* _YOUR INSTRUCTIONS_
What lines in the data hold the string "BindingDescriptor"? Show them.

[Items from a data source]
----------
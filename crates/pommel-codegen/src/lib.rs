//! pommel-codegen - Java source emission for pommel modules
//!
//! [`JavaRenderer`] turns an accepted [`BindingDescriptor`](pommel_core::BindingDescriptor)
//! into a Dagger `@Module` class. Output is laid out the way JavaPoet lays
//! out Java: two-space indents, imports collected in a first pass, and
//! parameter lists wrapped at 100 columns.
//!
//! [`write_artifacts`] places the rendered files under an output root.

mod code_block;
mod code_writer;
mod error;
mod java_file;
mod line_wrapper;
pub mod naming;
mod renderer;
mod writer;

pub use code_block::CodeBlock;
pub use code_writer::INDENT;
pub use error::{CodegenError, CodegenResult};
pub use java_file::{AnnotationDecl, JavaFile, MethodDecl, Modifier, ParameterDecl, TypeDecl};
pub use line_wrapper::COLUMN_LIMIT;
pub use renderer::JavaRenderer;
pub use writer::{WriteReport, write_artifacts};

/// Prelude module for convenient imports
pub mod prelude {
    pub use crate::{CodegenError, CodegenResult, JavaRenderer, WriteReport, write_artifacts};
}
----------
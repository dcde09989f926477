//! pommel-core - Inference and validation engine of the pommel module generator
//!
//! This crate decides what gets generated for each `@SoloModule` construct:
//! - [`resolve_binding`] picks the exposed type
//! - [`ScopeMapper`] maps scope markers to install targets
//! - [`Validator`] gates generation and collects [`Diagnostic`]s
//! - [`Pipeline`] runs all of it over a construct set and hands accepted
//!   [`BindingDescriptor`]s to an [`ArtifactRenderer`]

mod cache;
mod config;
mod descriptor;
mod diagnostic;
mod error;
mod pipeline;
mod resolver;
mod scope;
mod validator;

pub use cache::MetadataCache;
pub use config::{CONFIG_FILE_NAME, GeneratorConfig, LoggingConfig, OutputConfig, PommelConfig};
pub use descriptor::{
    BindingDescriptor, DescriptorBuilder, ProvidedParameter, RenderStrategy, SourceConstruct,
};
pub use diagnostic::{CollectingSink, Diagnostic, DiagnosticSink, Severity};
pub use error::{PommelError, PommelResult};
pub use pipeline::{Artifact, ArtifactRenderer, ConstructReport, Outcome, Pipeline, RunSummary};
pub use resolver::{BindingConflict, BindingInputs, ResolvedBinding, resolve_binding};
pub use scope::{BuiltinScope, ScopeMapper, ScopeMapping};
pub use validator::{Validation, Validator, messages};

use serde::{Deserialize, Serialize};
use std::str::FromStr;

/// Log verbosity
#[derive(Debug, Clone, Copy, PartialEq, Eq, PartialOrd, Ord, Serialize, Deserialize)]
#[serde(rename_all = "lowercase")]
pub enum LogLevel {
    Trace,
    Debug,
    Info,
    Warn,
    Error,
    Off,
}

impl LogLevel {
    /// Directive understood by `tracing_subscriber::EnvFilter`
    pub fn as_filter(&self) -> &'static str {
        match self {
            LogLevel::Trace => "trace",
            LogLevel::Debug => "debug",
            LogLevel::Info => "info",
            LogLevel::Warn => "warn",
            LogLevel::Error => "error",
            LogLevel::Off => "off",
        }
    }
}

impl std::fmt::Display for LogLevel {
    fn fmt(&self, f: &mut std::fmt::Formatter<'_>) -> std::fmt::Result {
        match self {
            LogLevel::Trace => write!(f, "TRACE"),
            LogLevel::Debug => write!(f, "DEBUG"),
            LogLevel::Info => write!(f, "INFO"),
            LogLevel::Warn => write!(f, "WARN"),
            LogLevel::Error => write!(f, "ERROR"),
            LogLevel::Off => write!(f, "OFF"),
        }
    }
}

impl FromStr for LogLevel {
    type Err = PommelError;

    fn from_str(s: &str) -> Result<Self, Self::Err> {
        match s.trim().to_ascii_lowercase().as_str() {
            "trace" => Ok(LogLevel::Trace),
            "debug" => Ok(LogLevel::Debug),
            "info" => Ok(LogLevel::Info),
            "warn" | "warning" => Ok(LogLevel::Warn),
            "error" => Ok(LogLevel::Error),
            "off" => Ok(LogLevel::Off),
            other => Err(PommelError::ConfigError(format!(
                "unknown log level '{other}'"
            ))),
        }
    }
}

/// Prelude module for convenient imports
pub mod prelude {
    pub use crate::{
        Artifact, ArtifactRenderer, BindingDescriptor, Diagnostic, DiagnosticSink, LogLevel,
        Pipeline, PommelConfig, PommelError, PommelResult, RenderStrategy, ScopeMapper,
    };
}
----------
* _REPLY_
//! [`JavaRenderer`] turns an accepted [`BindingDescriptor`](pommel_core::BindingDescriptor)
//!   [`BindingDescriptor`]s to an [`ArtifactRenderer`]
    BindingDescriptor, DescriptorBuilder, ProvidedParameter, RenderStrategy, SourceConstruct,
        Artifact, ArtifactRenderer, BindingDescriptor, Diagnostic, DiagnosticSink, LogLevel,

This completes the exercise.